▸ **WORK ITEM**
Each entry below needs to be reproduced exactly as given.

▸ **Records excerpted from a collection**
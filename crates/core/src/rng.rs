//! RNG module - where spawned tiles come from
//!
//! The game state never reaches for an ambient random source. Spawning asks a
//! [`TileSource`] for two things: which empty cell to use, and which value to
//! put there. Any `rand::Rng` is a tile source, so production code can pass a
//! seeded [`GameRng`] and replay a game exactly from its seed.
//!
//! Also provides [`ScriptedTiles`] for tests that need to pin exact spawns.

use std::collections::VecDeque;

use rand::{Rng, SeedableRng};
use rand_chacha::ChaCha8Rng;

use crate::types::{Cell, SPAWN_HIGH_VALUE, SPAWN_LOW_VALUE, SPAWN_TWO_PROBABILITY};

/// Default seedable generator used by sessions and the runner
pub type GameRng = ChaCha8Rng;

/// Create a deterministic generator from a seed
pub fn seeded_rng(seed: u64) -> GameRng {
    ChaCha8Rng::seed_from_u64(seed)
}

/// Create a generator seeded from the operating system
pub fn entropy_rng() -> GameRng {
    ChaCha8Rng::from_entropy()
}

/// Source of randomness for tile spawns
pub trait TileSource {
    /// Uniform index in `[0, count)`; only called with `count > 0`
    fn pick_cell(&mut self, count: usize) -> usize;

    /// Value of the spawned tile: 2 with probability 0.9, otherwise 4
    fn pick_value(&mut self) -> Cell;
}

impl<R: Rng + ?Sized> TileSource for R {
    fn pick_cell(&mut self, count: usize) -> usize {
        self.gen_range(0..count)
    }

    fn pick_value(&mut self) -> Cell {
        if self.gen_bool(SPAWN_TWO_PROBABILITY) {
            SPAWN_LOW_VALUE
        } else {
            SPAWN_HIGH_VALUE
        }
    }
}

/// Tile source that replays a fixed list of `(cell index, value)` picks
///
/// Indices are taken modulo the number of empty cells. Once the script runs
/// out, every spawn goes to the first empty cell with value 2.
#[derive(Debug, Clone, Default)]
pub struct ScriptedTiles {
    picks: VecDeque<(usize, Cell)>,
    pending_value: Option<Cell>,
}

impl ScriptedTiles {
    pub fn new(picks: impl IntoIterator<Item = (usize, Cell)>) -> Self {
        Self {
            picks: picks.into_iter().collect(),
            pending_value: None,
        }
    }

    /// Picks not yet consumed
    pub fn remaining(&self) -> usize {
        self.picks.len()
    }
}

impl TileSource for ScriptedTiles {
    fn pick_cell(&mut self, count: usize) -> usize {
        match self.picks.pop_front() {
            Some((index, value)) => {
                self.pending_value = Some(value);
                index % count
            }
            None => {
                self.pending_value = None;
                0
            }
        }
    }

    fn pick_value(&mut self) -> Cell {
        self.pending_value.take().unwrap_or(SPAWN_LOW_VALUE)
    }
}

▸ **TASK RESULT**
filename crates/core/src/rng.rs
//! RNG module - where spawned tiles come from
//!
//! The game state never reaches for an ambient random source. Spawning asks a
//! [`TileSource`] for two things: which empty cell to use, and which value to
//! put there. Any `rand::Rng` is a tile source, so production code can pass a
//! seeded [`GameRng`] and replay a game exactly from its seed.
//!
//! Also provides [`ScriptedTiles`] for tests that need to pin exact spawns.

use std::collections::VecDeque;

use rand::{Rng, SeedableRng};
use rand_chacha::ChaCha8Rng;

use crate::types::{Cell, SPAWN_HIGH_VALUE, SPAWN_LOW_VALUE, SPAWN_TWO_PROBABILITY};

/// Default seedable generator used by sessions and the runner
pub type GameRng = ChaCha8Rng;

/// Create a deterministic generator from a seed
pub fn seeded_rng(seed: u64) -> GameRng {
    ChaCha8Rng::seed_from_u64(seed)
}

/// Create a generator seeded from the operating system
pub fn entropy_rng() -> GameRng {
    ChaCha8Rng::from_entropy()
}

/// Source of randomness for tile spawns
pub trait TileSource {
    /// Uniform index in `[0, count)`; only called with `count > 0`
    fn pick_cell(&mut self, count: usize) -> usize;

    /// Value of the spawned tile: 2 with probability 0.9, otherwise 4
    fn pick_value(&mut self) -> Cell;
}

impl<R: Rng + ?Sized> TileSource for R {
    fn pick_cell(&mut self, count: usize) -> usize {
        self.gen_range(0..count)
    }

    fn pick_value(&mut self) -> Cell {
        if self.gen_bool(SPAWN_TWO_PROBABILITY) {
            SPAWN_LOW_VALUE
        } else {
            SPAWN_HIGH_VALUE
        }
    }
}

/// Tile source that replays a fixed list of `(cell index, value)` picks
///
/// Indices are taken modulo the number of empty cells. Once the script runs
/// out, every spawn goes to the first empty cell with value 2.
#[derive(Debug, Clone, Default)]
pub struct ScriptedTiles {
    picks: VecDeque<(usize, Cell)>,
    pending_value: Option<Cell>,
}

impl ScriptedTiles {
    pub fn new(picks: impl IntoIterator<Item = (usize, Cell)>) -> Self {
        Self {
            picks: picks.into_iter().collect(),
            pending_value: None,
        }
    }

    /// Picks not yet consumed
    pub fn remaining(&self) -> usize {
        self.picks.len()
    }
}

impl TileSource for ScriptedTiles {
    fn pick_cell(&mut self, count: usize) -> usize {
        match self.picks.pop_front() {
            Some((index, value)) => {
                self.pending_value = Some(value);
                index % count
            }
            None => {
                self.pending_value = None;
                0
            }
        }
    }

    fn pick_value(&mut self) -> Cell {
        self.pending_value.take().unwrap_or(SPAWN_LOW_VALUE)
    }
}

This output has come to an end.